The Center for Craft, Creativity and Design (CCCD) has launched ENEWS to keep you current with all our programs, exhibits and events. ENEWS will be sent out monthly with most news linking to more lengthy information found on our website www.craftcreativitydesign.org. Announcements cards will still be mailed for upcoming exhibits and talks. If you are on our mailing list to receive an announcement card for exhibits and would prefer to receive the information through ENEWS, please let us know and it will save us a stamp!
Dian Magie, Executive Director
IT'S ONLY NATURAL: Current work by Artists of the Rudnick Nature Trail
Jack-in-the-Box (2004) by Harry McDaniel; Wrench Chair (2005) by Cynthia Wynn
On May 8, The Center for Craft, Creativity and Design will be opening its summer exhibition IT'S ONLY NATURAL: Current work by Artists of the Rudnick Nature Trail. The Perry N. Rudnick Trail showcases work that demonstrates the ability of public art to interpret and/or enhance the natural environment for trails and greenways.
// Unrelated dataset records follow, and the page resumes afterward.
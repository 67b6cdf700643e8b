pub mod message;
pub mod router;
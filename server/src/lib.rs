//! Subscription-gated chat relay library.
//! This crate exposes internal modules for integration testing.
//! The binary entry point is in main.rs.

pub mod broker;
pub mod chat;
pub mod config;
pub mod db;
pub mod routes;
pub mod state;
pub mod subscriptions;
pub mod ws;
//! User/chat subscription sets.
//!
//! Subscriptions are stored as plain string sets behind the `SubscriptionStore`
//! capability. Two key families exist:
//! - `user:subscriptions:<user_id>` holds the chat ids a user may send to and
//!   receive from. This is the only family authorization reads.
//! - `chat:subscriptions:<chat_id>` is written by the subscription gateway and
//!   never read back here.

pub mod gateway;
pub mod memory;
pub mod sqlite;

use async_trait::async_trait;
use thiserror::Error;

const USER_KEY_PREFIX: &str = "user:subscriptions:";
const CHAT_KEY_PREFIX: &str = "chat:subscriptions:";

#[derive(Debug, Error)]
pub enum StoreError {
    #[error("sqlite: {0}")]
    Sqlite(#[from] rusqlite::Error),
    #[error("database lock poisoned")]
    LockPoisoned,
    #[error("blocking task failed: {0}")]
    Task(#[from] tokio::task::JoinError),
    #[error("store unavailable: {0}")]
    Unavailable(String),
}

pub type StoreResult<T> = Result<T, StoreError>;

#[async_trait]
pub trait SubscriptionStore: Send + Sync {
    /// Add `member` to the set at `key`. Adding an existing member is a no-op.
    async fn add_member(&self, key: &str, member: &str) -> StoreResult<()>;
    async fn is_member(&self, key: &str, member: &str) -> StoreResult<bool>;
    async fn health_check(&self) -> StoreResult<()>;
    fn backend_name(&self) -> &'static str;
}

pub fn user_key(user_id: &str) -> String {
    format!("{}{}", USER_KEY_PREFIX, user_id)
}

pub fn chat_key(chat_id: &str) -> String {
    format!("{}{}", CHAT_KEY_PREFIX, chat_id)
}

/// Whether `user_id` is subscribed to `chat_id`.
/// Store errors are logged and read as "not subscribed".
pub async fn is_subscribed(store: &dyn SubscriptionStore, user_id: &str, chat_id: &str) -> bool {
    match store.is_member(&user_key(user_id), chat_id).await {
        Ok(member) => member,
        Err(e) => {
            tracing::warn!(
                user_id = %user_id,
                chat_id = %chat_id,
                error = %e,
                "Subscription lookup failed, treating as not subscribed"
            );
            false
        }
    }
}

/// Add `chat_id` to the user's subscription set.
pub async fn subscribe_user(
    store: &dyn SubscriptionStore,
    user_id: &str,
    chat_id: &str,
) -> StoreResult<()> {
    store.add_member(&user_key(user_id), chat_id).await
}
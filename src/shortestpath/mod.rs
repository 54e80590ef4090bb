// Copyright (c) 2016-2022, 2024 Frank Fischer <frank-fischer@shadow-soft.de>
//
// This program is free software: you can redistribute it and/or
// modify it under the terms of the GNU General Public License as
// published by the Free Software Foundation, either version 3 of the
// License, or (at your option) any later version.
//
// This program is distributed in the hope that it will be useful, but
// WITHOUT ANY WARRANTY; without even the implied warranty of
// MERCHANTABILITY or FITNESS FOR A PARTICULAR PURPOSE.  See the GNU
// General Public License for more details.
//
// You should have received a copy of the GNU General Public License
// along with this program.  If not, see  <http://www.gnu.org/licenses/>
//

//! Shortest path algorithms on dense distance matrices.

pub mod matrix;
pub use self::matrix::{DistanceMatrix, Infinity};

pub mod floydwarshall;
pub use self::floydwarshall::Paths;
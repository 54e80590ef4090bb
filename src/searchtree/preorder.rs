// Copyright (c) 2024 Frank Fischer <frank-fischer@shadow-soft.de>
//
// This program is free software: you can redistribute it and/or
// modify it under the terms of the GNU General Public License as
// published by the Free Software Foundation, either version 3 of the
// License, or (at your option) any later version.
//
// This program is distributed in the hope that it will be useful, but
// WITHOUT ANY WARRANTY; without even the implied warranty of
// MERCHANTABILITY or FITNESS FOR A PARTICULAR PURPOSE.  See the GNU
// General Public License for more details.
//
// You should have received a copy of the GNU General Public License
// along with this program.  If not, see  <http://www.gnu.org/licenses/>
//

//! Preorder traversal.
//!
//! The traversal visits a node before its left subtree and the left subtree
//! before the right subtree. It is implemented as an iterator over the keys
//! that keeps the pending subtrees on an explicit stack, so arbitrarily deep
//! trees can be traversed.
//!
//! # Example
//!
//! ```
//! use rs_classics::searchtree::{preorder, Tree};
//!
//! let tree: Tree = vec![2, 1, 3].into_iter().collect();
//! let keys: Vec<_> = preorder(tree.root()).collect();
//! assert_eq!(keys, vec![2, 1, 3]);
//! ```

use super::{Key, Node};
use crate::collections::ItemStack;

use std::marker::PhantomData;

/// Start and return a preorder iterator using a `Vec` as stack.
///
/// The iterator is empty if `root` is `None`.
pub fn preorder(root: Option<&Node>) -> Preorder<'_> {
    preorder_with_data(root, Vec::new())
}

/// Start and return a preorder iterator with a user defined stack.
///
/// The stack is cleared before use and can be recovered with
/// [`Preorder::into_data`] to traverse further trees without reallocating.
///
/// # Example
///
/// ```
/// use rs_classics::searchtree::{preorder_with_data, Tree};
///
/// let a: Tree = vec![2, 1, 3].into_iter().collect();
/// let b: Tree = vec![7, 9].into_iter().collect();
///
/// let mut it = preorder_with_data(a.root(), Vec::with_capacity(16));
/// assert_eq!(it.by_ref().collect::<Vec<_>>(), vec![2, 1, 3]);
///
/// let stack = it.into_data();
/// let keys: Vec<_> = preorder_with_data(b.root(), stack).collect();
/// assert_eq!(keys, vec![7, 9]);
/// ```
pub fn preorder_with_data<'a, S>(root: Option<&'a Node>, data: S) -> Preorder<'a, S>
where
    S: ItemStack<&'a Node>,
{
    let mut stack = data;
    stack.clear();
    if let Some(root) = root {
        stack.push(root);
    }
    Preorder {
        stack,
        phantom: PhantomData,
    }
}

/// Iterator over the keys of a tree in preorder.
#[derive(Clone)]
pub struct Preorder<'a, S = Vec<&'a Node>>
where
    S: ItemStack<&'a Node>,
{
    stack: S,
    phantom: PhantomData<&'a Node>,
}

impl<'a, S> Iterator for Preorder<'a, S>
where
    S: ItemStack<&'a Node>,
{
    type Item = Key;

    fn next(&mut self) -> Option<Key> {
        let node = self.stack.pop()?;
        // right first, so the left subtree is popped next
        if let Some(r) = node.right() {
            self.stack.push(r);
        }
        if let Some(l) = node.left() {
            self.stack.push(l);
        }
        Some(node.key())
    }
}

impl<'a, S> Preorder<'a, S>
where
    S: ItemStack<&'a Node>,
{
    /// Return the stack used by the traversal.
    pub fn into_data(self) -> S {
        self.stack
    }
}

#[cfg(test)]
mod tests {
    use super::{preorder, preorder_with_data};
    use crate::searchtree::{create_node, insert, Tree};

    #[test]
    fn test_empty() {
        assert_eq!(preorder(None).next(), None);
    }

    #[test]
    fn test_order() {
        let mut root = None;
        for &k in &[5, 3, 8, 1, 4] {
            root = Some(insert(root, create_node(k)));
        }
        let keys: Vec<_> = preorder(root.as_deref()).collect();
        assert_eq!(keys, vec![5, 3, 1, 4, 8]);
    }

    #[test]
    fn test_restartable() {
        let tree: Tree = vec![10, 5, 1, 7, 15, 12].into_iter().collect();
        let first: Vec<_> = tree.preorder().collect();
        let second: Vec<_> = tree.preorder().collect();
        assert_eq!(first, vec![10, 5, 1, 7, 15, 12]);
        assert_eq!(first, second);
    }

    #[test]
    fn test_borrowed_stack() {
        let tree: Tree = vec![2, 1, 3].into_iter().collect();
        let mut stack = vec![tree.root().unwrap(); 4];
        let keys: Vec<_> = preorder_with_data(tree.root(), &mut stack).collect();
        assert_eq!(keys, vec![2, 1, 3]);
        assert!(stack.is_empty());
    }
}
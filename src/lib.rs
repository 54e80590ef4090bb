// Copyright (c) 2015-2022, 2024 Frank Fischer <frank-fischer@shadow-soft.de>
//
// This program is free software: you can redistribute it and/or
// modify it under the terms of the GNU General Public License as
// published by the Free Software Foundation, either version 3 of the
// License, or (at your option) any later version.
//
// This program is distributed in the hope that it will be useful, but
// WITHOUT ANY WARRANTY; without even the implied warranty of
// MERCHANTABILITY or FITNESS FOR A PARTICULAR PURPOSE.  See the GNU
// General Public License for more details.
//
// You should have received a copy of the GNU General Public License
// along with this program.  If not, see  <http://www.gnu.org/licenses/>
//

#![forbid(unsafe_code)]

//! A library of classic data structures and algorithms.
//!
//! - [`searchtree`]: unbalanced binary search trees with preorder traversal,
//! - [`shortestpath`]: all-pairs shortest paths on dense distance matrices.
//!
//! The two parts are independent of each other. Both are single threaded,
//! a tree or matrix can be moved between threads but must be accessed by
//! one of them at a time.

mod num {
    pub use num_traits as traits;
}

pub mod error;
pub use self::error::{Error, ErrorKind, Result};

pub mod collections;

// # Data structures

pub mod searchtree;
pub use self::searchtree::Tree;

// # Algorithms

pub mod shortestpath;
pub use self::shortestpath::DistanceMatrix;
// Copyright (c) 2024 Frank Fischer <frank-fischer@shadow-soft.de>
//
// This program is free software: you can redistribute it and/or
// modify it under the terms of the GNU General Public License as
// published by the Free Software Foundation, either version 3 of the
// License, or (at your option) any later version.
//
// This program is distributed in the hope that it will be useful, but
// WITHOUT ANY WARRANTY; without even the implied warranty of
// MERCHANTABILITY or FITNESS FOR A PARTICULAR PURPOSE.  See the GNU
// General Public License for more details.
//
// You should have received a copy of the GNU General Public License
// along with this program.  If not, see  <http://www.gnu.org/licenses/>
//

use std::cmp::Ordering;
use std::fmt;

/// The key type stored in a tree.
pub type Key = i64;

/// A node of a binary search tree.
///
/// The child links are only set by insertion, a node is never modified
/// afterwards. Dropping a node drops its subtrees without recursion.
pub struct Node {
    key: Key,
    pub(super) left: Option<Box<Node>>,
    pub(super) right: Option<Box<Node>>,
}

impl Node {
    /// Create a node without children.
    pub fn new(key: Key) -> Self {
        Node {
            key,
            left: None,
            right: None,
        }
    }

    pub fn key(&self) -> Key {
        self.key
    }

    /// Return the root of the left subtree.
    pub fn left(&self) -> Option<&Node> {
        self.left.as_deref()
    }

    /// Return the root of the right subtree.
    pub fn right(&self) -> Option<&Node> {
        self.right.as_deref()
    }

    /// Return `true` if the node has no children.
    pub fn is_leaf(&self) -> bool {
        self.left.is_none() && self.right.is_none()
    }

    /// Detach both subtrees, left first.
    fn take_children(&mut self) -> impl Iterator<Item = Box<Node>> {
        self.left.take().into_iter().chain(self.right.take())
    }
}

impl Drop for Node {
    fn drop(&mut self) {
        let mut stack: Vec<Box<Node>> = self.take_children().collect();
        while let Some(mut node) = stack.pop() {
            stack.extend(node.take_children());
        }
    }
}

impl fmt::Debug for Node {
    /// Only the keys of the direct children are shown.
    fn fmt(&self, fmt: &mut fmt::Formatter) -> fmt::Result {
        fmt.debug_struct("Node")
            .field("key", &self.key)
            .field("left", &self.left().map(Node::key))
            .field("right", &self.right().map(Node::key))
            .finish()
    }
}

/// Allocate a new node with the given key and no children.
pub fn create_node(key: Key) -> Box<Node> {
    Box::new(Node::new(key))
}

/// Insert `node` into the subtree rooted at `root`.
///
/// Returns the root of the resulting subtree. This is `node` itself if the
/// subtree was empty and `root` otherwise. If a node with the same key is
/// already contained in the subtree, `node` is dropped and the subtree is
/// returned unchanged.
///
/// Should `node` have children, they are detached and their keys are
/// inserted one by one in preorder.
///
/// # Example
///
/// ```
/// use rs_classics::searchtree::{create_node, insert};
///
/// let root = insert(None, create_node(2));
/// let root = insert(Some(root), create_node(1));
/// let root = insert(Some(root), create_node(3));
/// assert_eq!(root.key(), 2);
/// assert_eq!(root.left().map(|n| n.key()), Some(1));
/// assert_eq!(root.right().map(|n| n.key()), Some(3));
/// ```
pub fn insert(root: Option<Box<Node>>, node: Box<Node>) -> Box<Node> {
    match root {
        None => plant(node).0,
        Some(mut root) => {
            attach_all(&mut root, node);
            root
        }
    }
}

/// Make `node` the root of a new tree.
///
/// Returns the root and the number of keys in the tree.
pub(super) fn plant(mut node: Box<Node>) -> (Box<Node>, usize) {
    let children: Vec<_> = node.take_children().collect();
    let mut cnt = 1;
    for child in children {
        cnt += attach_all(&mut node, child);
    }
    (node, cnt)
}

/// Insert all keys of the subtree `node` below `root`.
///
/// Returns the number of keys actually added.
pub(super) fn attach_all(root: &mut Node, node: Box<Node>) -> usize {
    let mut pending = vec![node];
    let mut cnt = 0;
    while let Some(mut node) = pending.pop() {
        // right first, so the keys are inserted in preorder
        pending.extend(node.right.take());
        pending.extend(node.left.take());
        if attach(root, node) {
            cnt += 1;
        }
    }
    cnt
}

/// Attach the leaf `node` below `root`.
///
/// Returns `false` (and drops `node`) if the key is already present.
fn attach(root: &mut Node, node: Box<Node>) -> bool {
    debug_assert!(node.is_leaf());
    let mut cur = root;
    loop {
        let parent = cur.key;
        let slot = match node.key.cmp(&parent) {
            Ordering::Less => &mut cur.left,
            Ordering::Greater => &mut cur.right,
            Ordering::Equal => {
                tracing::trace!(key = node.key, "duplicate key discarded");
                return false;
            }
        };
        match slot {
            Some(child) => cur = &mut **child,
            None => {
                tracing::trace!(key = node.key, parent, "key inserted");
                *slot = Some(node);
                return true;
            }
        }
    }
}

/// Copy the subtree rooted at `root` without recursion.
pub(super) fn clone_subtree(root: &Node) -> Box<Node> {
    // visit node, right, left; reversed this is postorder
    let mut order = vec![];
    let mut stack = vec![root];
    while let Some(node) = stack.pop() {
        order.push(node);
        stack.extend(node.left());
        stack.extend(node.right());
    }

    let mut built: Vec<Box<Node>> = Vec::with_capacity(order.len());
    for node in order.into_iter().rev() {
        let mut copy = create_node(node.key);
        if node.right.is_some() {
            copy.right = built.pop();
        }
        if node.left.is_some() {
            copy.left = built.pop();
        }
        built.push(copy);
    }
    // `order` is never empty, it starts with `root`
    built.pop().unwrap_or_else(|| create_node(root.key))
}

#[cfg(test)]
mod tests {
    use super::{attach_all, clone_subtree, create_node, insert, plant, Node};
    use crate::searchtree::preorder;

    fn keys(root: &Node) -> Vec<i64> {
        preorder(Some(root)).collect()
    }

    #[test]
    fn test_create_node() {
        let n = create_node(-7);
        assert_eq!(n.key(), -7);
        assert!(n.is_leaf());
        assert!(n.left().is_none());
        assert!(n.right().is_none());
    }

    #[test]
    fn test_insert_empty() {
        let root = insert(None, create_node(42));
        assert_eq!(root.key(), 42);
        assert!(root.is_leaf());
    }

    #[test]
    fn test_insert_sides() {
        let mut root = insert(None, create_node(10));
        for &k in &[5, 15, 3, 7, 12, 20] {
            root = insert(Some(root), create_node(k));
        }
        assert_eq!(root.key(), 10);

        let l = root.left().unwrap();
        let r = root.right().unwrap();
        assert_eq!(l.key(), 5);
        assert_eq!(r.key(), 15);
        assert_eq!(l.left().unwrap().key(), 3);
        assert_eq!(l.right().unwrap().key(), 7);
        assert_eq!(r.left().unwrap().key(), 12);
        assert_eq!(r.right().unwrap().key(), 20);
    }

    #[test]
    fn test_duplicate_discarded() {
        let mut root = Node::new(4);
        assert_eq!(attach_all(&mut root, create_node(2)), 1);
        assert_eq!(attach_all(&mut root, create_node(2)), 0);
        assert_eq!(attach_all(&mut root, create_node(4)), 0);
        assert_eq!(root.left().unwrap().key(), 2);
        assert!(root.left().unwrap().is_leaf());
        assert!(root.right().is_none());
    }

    #[test]
    fn test_insert_subtree_reorders_keys() {
        // 1 -> right 100, then grafted below 50
        let sub = insert(Some(create_node(1)), create_node(100));
        let root = insert(Some(create_node(50)), sub);
        assert_eq!(keys(&root), vec![50, 1, 100]);
        assert_eq!(root.left().unwrap().key(), 1);
        assert!(root.left().unwrap().is_leaf());
        assert_eq!(root.right().unwrap().key(), 100);
    }

    #[test]
    fn test_plant_subtree() {
        // an unordered subtree becomes a proper search tree
        let mut node = create_node(5);
        node.left = Some(create_node(9));
        node.right = Some(create_node(5));
        let (root, cnt) = plant(node);
        assert_eq!(cnt, 2);
        assert_eq!(keys(&root), vec![5, 9]);
        assert_eq!(root.right().unwrap().key(), 9);
    }

    #[test]
    fn test_clone_subtree() {
        let mut root = create_node(8);
        for &k in &[4, 12, 2, 6, 10, 14, 1] {
            root = insert(Some(root), create_node(k));
        }
        let copy = clone_subtree(&root);
        assert_eq!(keys(&copy), keys(&root));
        assert_eq!(copy.left().unwrap().left().unwrap().left().unwrap().key(), 1);
    }

    #[test]
    fn test_deep_path() {
        let mut root = create_node(0);
        for k in 1..200_000 {
            // grow the path directly, insertion would be quadratic
            let mut n = create_node(k);
            n.left = Some(root);
            root = n;
        }
        let copy = clone_subtree(&root);
        assert_eq!(copy.key(), 199_999);
        drop(root);
        drop(copy);
    }

    #[test]
    fn test_debug() {
        let root = insert(Some(create_node(2)), create_node(1));
        assert_eq!(format!("{:?}", root), "Node { key: 2, left: Some(1), right: None }");
    }
}
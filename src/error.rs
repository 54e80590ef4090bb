// Copyright (c) 2024 Frank Fischer <frank-fischer@shadow-soft.de>
//
// This program is free software: you can redistribute it and/or
// modify it under the terms of the GNU General Public License as
// published by the Free Software Foundation, either version 3 of the
// License, or (at your option) any later version.
//
// This program is distributed in the hope that it will be useful, but
// WITHOUT ANY WARRANTY; without even the implied warranty of
// MERCHANTABILITY or FITNESS FOR A PARTICULAR PURPOSE.  See the GNU
// General Public License for more details.
//
// You should have received a copy of the GNU General Public License
// along with this program.  If not, see  <http://www.gnu.org/licenses/>
//

//! Errors raised when building the input of an algorithm.

use thiserror::Error;

/// The category of an [`Error`].
#[derive(Clone, Copy, Debug, PartialEq, Eq)]
pub enum ErrorKind {
    /// The caller supplied malformed input, e.g. a non-square matrix.
    InvalidInput,
}

/// Error when constructing a data structure from caller supplied data.
#[derive(Debug, Error, Clone, PartialEq, Eq)]
pub enum Error {
    #[error("invalid input: row {row} has {len} entries, expected {size}")]
    NotSquare { row: usize, len: usize, size: usize },
    #[error("invalid input: vertex {vertex} out of range for {size} vertices")]
    VertexOutOfRange { vertex: usize, size: usize },
    #[error("invalid input: {len} entries do not form a {size}x{size} matrix")]
    WrongLength { len: usize, size: usize },
}

impl Error {
    /// Return the category of this error.
    pub fn kind(&self) -> ErrorKind {
        match self {
            Error::NotSquare { .. } | Error::VertexOutOfRange { .. } | Error::WrongLength { .. } => {
                ErrorKind::InvalidInput
            }
        }
    }
}

pub type Result<T> = std::result::Result<T, Error>;

#[cfg(test)]
mod tests {
    use super::{Error, ErrorKind};

    #[test]
    fn test_kind_and_message() {
        let err = Error::NotSquare { row: 2, len: 1, size: 3 };
        assert_eq!(err.kind(), ErrorKind::InvalidInput);
        assert_eq!(err.to_string(), "invalid input: row 2 has 1 entries, expected 3");

        let err = Error::VertexOutOfRange { vertex: 7, size: 4 };
        assert_eq!(err.kind(), ErrorKind::InvalidInput);
        assert_eq!(err.to_string(), "invalid input: vertex 7 out of range for 4 vertices");

        let err = Error::WrongLength { len: 2, size: 3 };
        assert_eq!(err.kind(), ErrorKind::InvalidInput);
        assert_eq!(err.to_string(), "invalid input: 2 entries do not form a 3x3 matrix");
    }
}
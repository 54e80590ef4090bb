// Copyright (c) 2024 Frank Fischer <frank-fischer@shadow-soft.de>
//
// This program is free software: you can redistribute it and/or
// modify it under the terms of the GNU General Public License as
// published by the Free Software Foundation, either version 3 of the
// License, or (at your option) any later version.
//
// This program is distributed in the hope that it will be useful, but
// WITHOUT ANY WARRANTY; without even the implied warranty of
// MERCHANTABILITY or FITNESS FOR A PARTICULAR PURPOSE.  See the GNU
// General Public License for more details.
//
// You should have received a copy of the GNU General Public License
// along with this program.  If not, see  <http://www.gnu.org/licenses/>
//

//! # Unbalanced binary search trees.
//!
//! A tree is a strict ownership hierarchy of [`Node`]s: every node owns its
//! (at most two) children and nothing else refers to them. For every node all
//! keys in its left subtree are smaller and all keys in its right subtree are
//! larger than its own key. Keys are unique, inserting a key that is already
//! present leaves the tree unchanged.
//!
//! The tree is not balanced, inserting sorted keys yields a path.
//!
//! # Example
//!
//! ```
//! use rs_classics::searchtree::{self, Tree};
//!
//! let tree: Tree = [5, 3, 8, 1, 4].iter().copied().collect();
//! assert_eq!(tree.preorder().collect::<Vec<_>>(), vec![5, 3, 1, 4, 8]);
//!
//! // The same tree built from explicitly created nodes.
//! let mut root = None;
//! for &key in &[5, 3, 8, 1, 4] {
//!     root = Some(searchtree::insert(root, searchtree::create_node(key)));
//! }
//! let keys: Vec<_> = searchtree::preorder(root.as_deref()).collect();
//! assert_eq!(keys, vec![5, 3, 1, 4, 8]);
//! ```

mod node;
pub use self::node::{create_node, insert, Key, Node};

mod tree;
pub use self::tree::Tree;

pub mod preorder;
pub use self::preorder::{preorder, preorder_with_data, Preorder};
This exhibit showcases recent work by 12 of the 14 artists whose sculpture comprises the public art residing on the Perry N. Rudnick Nature Trail and 50-acre grounds of the UNC Asheville Kellogg Center in Hendersonville. David Nash, Harry McDaniel, Sean Pace and J. Roberts and (2003); Roger Halligan and David Tillinghast (2005); as well as Fred and Kato Guggenheim, Dan Millspaugh, Scott Strader and Cynthia Wynn (2006) are among the featured artists in this exhibition, whose works range from the Minimal to the whimsical.
Elegant Minimalist compositions range from the clean geometry of Fred and Kato Guggenheim's concrete, glass and steel sculpture The Chains that Bind Us to the Daniel Millspaugh's tributes to Modernism, the richly textured, organic cast bronzes Saarinen's Harem and Homage to Man Ray.
Roger Halligan employs surface as a source of exploration with color saturated, mixed-media "cement" drawings Untitled with Blue Vertical and What's Inside serve as spontaneous sketches. He describes them as "a random search of symbols, owing as much to early cave art as [they do] to the Abstract Expressionists."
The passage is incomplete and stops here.